EDIT: A little late now but still:

This is wrong:
~~Exercise for you: show that if $X=Y$ then $I(X,Y)=1$.~~

This is correct: Exercise for you: show that if $X=Y$ then $I(X,X)=H(X)/log(|D|)$ and if $X$ is additionally equally distributed then $I(X,X)=1$.

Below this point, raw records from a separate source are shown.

pub mod definition_graph;
pub mod document;
pub mod error;
pub mod evaluator;
pub mod formula;
pub mod provenance;
pub mod resolve;
pub mod source;
pub mod stack;
pub mod value;

#[cfg(test)]
pub mod harness;

pub use definition_graph::{detect_manufacturer, DefinitionGraph, ExpandedDocument, KNOWN_MANUFACTURERS};
pub use document::{Category, Context, Document, Override, RawValue};
pub use error::{LoadError, PerSettingError, ResolveError, SettingErrorKind};
pub use provenance::ProvenanceIndex;
pub use resolve::{resolve_all, resolve_batch, Resolution, ResolveOptions, ResolvedSetting};
pub use source::{DocumentSource, MemorySource};
pub use stack::{LayerStack, StackSpec};
pub use value::{SettingType, Value};
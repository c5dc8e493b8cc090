// Configuration loading

pub mod error;
pub mod settings;

pub use error::ConfigError;
pub use settings::{ManufacturerSettings, Settings, SummarySettings, IMPORTANT_SETTINGS};
// Codec errors

use profilestack_engine::LoadError;
use thiserror::Error;

#[derive(Debug, Error)]
pub enum FormatError {
    #[error("invalid JSON: {0}")]
    Json(#[from] serde_json::Error),

    #[error("line {line}: {reason}")]
    Ini { line: usize, reason: String },

    #[error("missing field '{field}'")]
    MissingField { field: String },

    #[error("field '{field}': {reason}")]
    InvalidField { field: String, reason: String },

    #[error("unknown container type '{name}'")]
    UnknownContainerType { name: String },

    #[error("invalid extruder position '{value}'")]
    InvalidPosition { value: String },
}

impl FormatError {
    pub(crate) fn missing(field: &str) -> Self {
        FormatError::MissingField { field: field.to_string() }
    }

    pub(crate) fn invalid(field: &str, reason: impl Into<String>) -> Self {
        FormatError::InvalidField {
            field: field.to_string(),
            reason: reason.into(),
        }
    }

    /// Report this failure as a malformed document for the engine.
    pub fn into_load_error(self, id: &str) -> LoadError {
        LoadError::Malformed {
            id: id.to_string(),
            reason: self.to_string(),
        }
    }
}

For selecting features start with the available set $\{X_1, ..., X_n\}$ and a set 'already selected'$ = ()$ [this is an ordered list!]. We select them step by step, always taking the one that maximizes $$\text{goodness}(X) = I(X, X_{n+1}) - \beta \sum_{X_i ~\text{already selected}} I(X, X_i)$$ for a value $\beta$ to be determined (authors suggest $\beta = 0.5$). I.e. goodness = influence on outcome - redundancy introduced by selecting this variable. After doing this procedure, take the first 'few' of them and throw away the ones with lower rank (whatever that means, I have to play with it a little bit). This is what is described in this paper.

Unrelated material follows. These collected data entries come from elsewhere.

//! Test harness for building documents and stacks tersely.
//!
//! `doc`/`definition` start a document; `DocumentExt` adds overrides in one
//! line each; `Fixture` bundles a source with a stack spec and resolves it.

use crate::definition_graph::DefinitionGraph;
use crate::document::{Category, Document, Override, RawValue};
use crate::error::ResolveError;
use crate::resolve::{resolve_all, Resolution, ResolveOptions};
use crate::source::MemorySource;
use crate::stack::{LayerStack, StackSpec};
use crate::value::{SettingType, Value};

pub fn doc(id: &str, category: Category) -> Document {
    Document::new(id, category)
}

pub fn definition(id: &str, parent: Option<&str>) -> Document {
    let document = Document::new(id, Category::Definition);
    match parent {
        Some(parent) => document.with_parent(parent),
        None => document,
    }
}

/// One-line override builders for test documents.
pub trait DocumentExt: Sized {
    fn set(self, key: &str, ov: Override) -> Self;

    fn lit(self, key: &str, value: impl Into<Value>) -> Self {
        self.set(key, Override::literal(value))
    }

    fn formula(self, key: &str, source: &str) -> Self {
        self.set(key, Override::formula(source))
    }

    /// Typed literal, as a definition declares it.
    fn typed(self, key: &str, setting_type: SettingType, value: impl Into<Value>) -> Self {
        self.set(key, Override::literal(value).typed(setting_type))
    }

    /// Typed formula with a literal default next to it.
    fn typed_formula(self, key: &str, setting_type: SettingType, source: &str, fallback: impl Into<Value>) -> Self {
        self.set(
            key,
            Override::with_value(RawValue::expression(source))
                .typed(setting_type)
                .fallback(fallback),
        )
    }
}

impl DocumentExt for Document {
    fn set(self, key: &str, ov: Override) -> Self {
        self.with_override(key, ov)
    }
}

/// A source plus a stack spec, resolved in one call.
pub struct Fixture {
    pub graph: DefinitionGraph<MemorySource>,
    pub spec: StackSpec,
}

impl Fixture {
    pub fn new(documents: Vec<Document>) -> Self {
        let mut spec = StackSpec::new();
        for document in &documents {
            // First document of each category fills its layer
            spec.layers
                .entry(document.category)
                .or_insert_with(|| document.id.clone());
        }
        Self {
            graph: DefinitionGraph::new(documents.into_iter().collect()),
            spec,
        }
    }

    /// Use an explicit spec instead of the derived one.
    pub fn with_spec(mut self, spec: StackSpec) -> Self {
        self.spec = spec;
        self
    }

    pub fn stack(&self) -> Result<LayerStack, ResolveError> {
        LayerStack::build(&self.spec, &self.graph)
    }

    pub fn resolve(&self) -> Result<Resolution, ResolveError> {
        resolve_all(&self.stack()?, &ResolveOptions::default())
    }
}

For computing the $I$ for continuous variables one needs to bin them in some way. More concretely, the inventors of 'I' suggest to take the maximal value over binning $X$ into $n_x$ bins, $Y$ into $n_y$ bins and $n_x \cdot n_y <= m^{0.6}$, i.e. compute $$ \text{MIC}(X;Y) = \text{max}_{n_X \cdot n_Y \leq m^{0.6}} \left( \frac{I_{n_X, n_Y}(X;Y)}{log(\text{min}(n_X, n_Y)} \right)$$

where $I_{n_X, n_Y}(X;Y)$ means: compute the $I$ precisely as you did for discrete variables by treating $X$ as a discrete random variable after binning it into $n_X$ bins and analogously with $Y$.

===

## ORIGINAL QUESTION

More precisely: I have a classification problem for one boolean variable, let's call this variable `outcome`

.

I have lots of data and lots of features (~150 or so) but these features are not totally 'meaningless' as in image prediction (where every x and y coordinate is a feature) but they are of the form gender, age, etc.

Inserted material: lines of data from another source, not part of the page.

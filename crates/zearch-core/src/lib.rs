//! Zearch Core Library
//!
//! This crate provides the engine behind the Zearch browser extension, which
//! filters unwanted domains out of search result pages. The browser-facing
//! glue (DOM access, extension storage, notifications) lives in the extension
//! itself; everything that can be expressed independently of the platform
//! lives here.
//!
//! # Architecture
//!
//! The engine is a set of small, explicitly-wired pieces:
//!
//! - `rules`: turns free-form user input into validated regex rules and
//!   evaluates hostnames against the active rule set
//! - `settings`: the settings store, the single source of truth for
//!   configuration, persisted through a pluggable backend, with an explicit
//!   subscription registry for change notification
//! - `scanner`: the page-scan decision loop that classifies result containers,
//!   decides display treatments, debounces re-scans and batches notifications
//! - `relay`: the inter-context message vocabulary and best-effort delivery
//! - `debounce`: the one scheduling primitive, modeled as a state machine
//! - `url`: hostname extraction and search-URL helpers
//! - `storage`: the persistence backend trait and an in-memory implementation

pub mod clock;
pub mod debounce;
pub mod relay;
pub mod rules;
pub mod scanner;
pub mod settings;
pub mod storage;
pub mod types;
pub mod url;

// Re-export commonly used types
pub use clock::{Clock, ManualClock, SystemClock};
pub use relay::{Delivery, Message, Relay};
pub use rules::{evaluate, generate, GeneratedRule};
pub use scanner::{PageSnapshot, ScanTrigger, Scanner, SearchPage, Treatment};
pub use settings::{Error, SettingsStore};
pub use storage::{MemoryBackend, SettingsBackend, StorageError};
pub use types::{BlockMode, BlockRule, ResultsPerPage, Settings};
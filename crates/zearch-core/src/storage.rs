//! Persistence backend for the settings store
//!
//! The extension keeps one JSON object under a fixed key in synced storage,
//! with last-write-wins semantics and no conflict detection. The store reads
//! and writes whole objects only; the [`SettingsBackend`] trait mirrors that
//! contract so the engine can run against extension storage, a file, or
//! memory without caring which.

use serde_json::Value;
use thiserror::Error;

/// Storage key the settings object lives under.
pub const SETTINGS_KEY: &str = "settings";

#[derive(Debug, Error)]
pub enum StorageError {
    #[error("storage read failed: {0}")]
    Read(String),
    #[error("storage write failed: {0}")]
    Write(String),
}

/// One JSON object under a fixed key, read and written whole.
pub trait SettingsBackend {
    /// Read the persisted object, or `None` when nothing has been saved yet.
    fn read(&self) -> Result<Option<Value>, StorageError>;

    /// Overwrite the persisted object.
    fn write(&mut self, value: &Value) -> Result<(), StorageError>;
}

/// In-process backend for tests and the wasm bridge.
#[derive(Debug, Default)]
pub struct MemoryBackend {
    value: Option<Value>,
}

impl MemoryBackend {
    pub fn new() -> Self {
        Self::default()
    }

    /// Seed with an already-persisted object (e.g. handed over from
    /// extension storage at startup).
    pub fn with_value(value: Value) -> Self {
        Self { value: Some(value) }
    }

    pub fn value(&self) -> Option<&Value> {
        self.value.as_ref()
    }
}

impl SettingsBackend for MemoryBackend {
    fn read(&self) -> Result<Option<Value>, StorageError> {
        Ok(self.value.clone())
    }

    fn write(&mut self, value: &Value) -> Result<(), StorageError> {
        self.value = Some(value.clone());
        Ok(())
    }
}


#[cfg(test)]
mod tests {
    use super::*;
    use serde_json::json;

    #[test]
    fn test_memory_backend_round_trip() {
        let mut backend = MemoryBackend::new();
        assert!(backend.read().unwrap().is_none());

        let value = json!({"isEnabled": true});
        backend.write(&value).unwrap();
        assert_eq!(backend.read().unwrap(), Some(value));
    }
}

What I did until now: from these 150 features, I guessed the ones that 'seem' to have some importance for the outcome. Still, I am unsure which features to select and also how to measure their importance before starting the actual learning algorithm (that involves yet more selection like PCA and stuff).

For example, for a feature `f`

taking only finitely many values `x_1, ..., x_n`

my very naive approach would be to compute some relation between

`P(outcome==TRUE | f==x_1)`

, ..., `P(outcome==TRUE | f==x_n)`

and `P(outcome==TRUE)`

(i.e. the feature is important when I can deduce more information about the coutcome from it than without any knowledge about the feature).

*Concrete question(s): Is that a good idea? Which relation to take? What to do with continuous variables?*

I'm sure that I'm not the first one ever wondering about this. I've read about (parts of) algorithms that do this selection in a sort-of automated way. Can somebody point me into the right direction (references, names of algorithms to look for, ...)?